■ WORK ORDER ■
Go to the line that contains "pub mod ui;" and transcribe from there to the end of the entries, that line and the last one included.

____

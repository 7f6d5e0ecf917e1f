//! Interactive point-cloud globe viewer.
//!
//! Windowing, GPU pipelines and asset loading around the `terra` core.

pub mod app;
pub mod assets;
pub mod config;
pub mod input;
pub mod renderer;
pub mod ui;
//! Entry point for the Terra globe viewer.

use anyhow::Result;
use clap::Parser;
use std::sync::Arc;
use terra_viewer::{app::App, config::Config};
use winit::{
    event::{ElementState, Event, WindowEvent},
    event_loop::{ControlFlow, EventLoop},
    keyboard::{KeyCode, PhysicalKey},
    window::WindowBuilder,
};

fn main() -> Result<()> {
    // Default to "info" if RUST_LOG is unset.
    env_logger::Builder::from_env(env_logger::Env::default().default_filter_or("info")).init();

    let config = Config::parse();
    log::debug!("{config:?}");

    let event_loop = EventLoop::new()?;
    let window = Arc::new(
        WindowBuilder::new()
            .with_title("Terra")
            .with_inner_size(winit::dpi::LogicalSize::new(config.width, config.height))
            .build(&event_loop)?,
    );

    let mut app = pollster::block_on(App::new(window.clone(), &config))?;

    // Every later frame is requested by the one before it.
    window.request_redraw();

    event_loop.run(move |event, elwt| {
        elwt.set_control_flow(ControlFlow::Wait);

        let Event::WindowEvent { window_id, event } = event else {
            return;
        };
        if window_id != window.id() || app.handle_event(&window, &event) {
            return;
        }

        match event {
            WindowEvent::CloseRequested => elwt.exit(),
            WindowEvent::KeyboardInput { event, .. } => {
                if event.state == ElementState::Pressed
                    && event.physical_key == PhysicalKey::Code(KeyCode::Escape)
                {
                    elwt.exit();
                }
            }
            WindowEvent::RedrawRequested => match app.frame(&window) {
                Ok(()) => {}
                Err(wgpu::SurfaceError::Lost) => {
                    let size = app.renderer.gfx.size;
                    app.resize(size);
                }
                Err(wgpu::SurfaceError::OutOfMemory) => {
                    log::error!("GPU out of memory, exiting.");
                    elwt.exit();
                }
                Err(e) => log::warn!("Frame dropped: {e:?}"),
            },
            _ => {}
        }
    })?;

    Ok(())
}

____

■ RESULT BELOW ■
pub mod ui;
//! Entry point for the Terra globe viewer.

use anyhow::Result;
use clap::Parser;
use std::sync::Arc;
use terra_viewer::{app::App, config::Config};
use winit::{
    event::{ElementState, Event, WindowEvent},
    event_loop::{ControlFlow, EventLoop},
    keyboard::{KeyCode, PhysicalKey},
    window::WindowBuilder,
};

fn main() -> Result<()> {
    // Default to "info" if RUST_LOG is unset.
    env_logger::Builder::from_env(env_logger::Env::default().default_filter_or("info")).init();

    let config = Config::parse();
    log::debug!("{config:?}");

    let event_loop = EventLoop::new()?;
    let window = Arc::new(
        WindowBuilder::new()
            .with_title("Terra")
            .with_inner_size(winit::dpi::LogicalSize::new(config.width, config.height))
            .build(&event_loop)?,
    );

    let mut app = pollster::block_on(App::new(window.clone(), &config))?;

    // Every later frame is requested by the one before it.
    window.request_redraw();

    event_loop.run(move |event, elwt| {
        elwt.set_control_flow(ControlFlow::Wait);

        let Event::WindowEvent { window_id, event } = event else {
            return;
        };
        if window_id != window.id() || app.handle_event(&window, &event) {
            return;
        }

        match event {
            WindowEvent::CloseRequested => elwt.exit(),
            WindowEvent::KeyboardInput { event, .. } => {
                if event.state == ElementState::Pressed
                    && event.physical_key == PhysicalKey::Code(KeyCode::Escape)
                {
                    elwt.exit();
                }
            }
            WindowEvent::RedrawRequested => match app.frame(&window) {
                Ok(()) => {}
                Err(wgpu::SurfaceError::Lost) => {
                    let size = app.renderer.gfx.size;
                    app.resize(size);
                }
                Err(wgpu::SurfaceError::OutOfMemory) => {
                    log::error!("GPU out of memory, exiting.");
                    elwt.exit();
                }
                Err(e) => log::warn!("Frame dropped: {e:?}"),
            },
            _ => {}
        }
    })?;

    Ok(())
}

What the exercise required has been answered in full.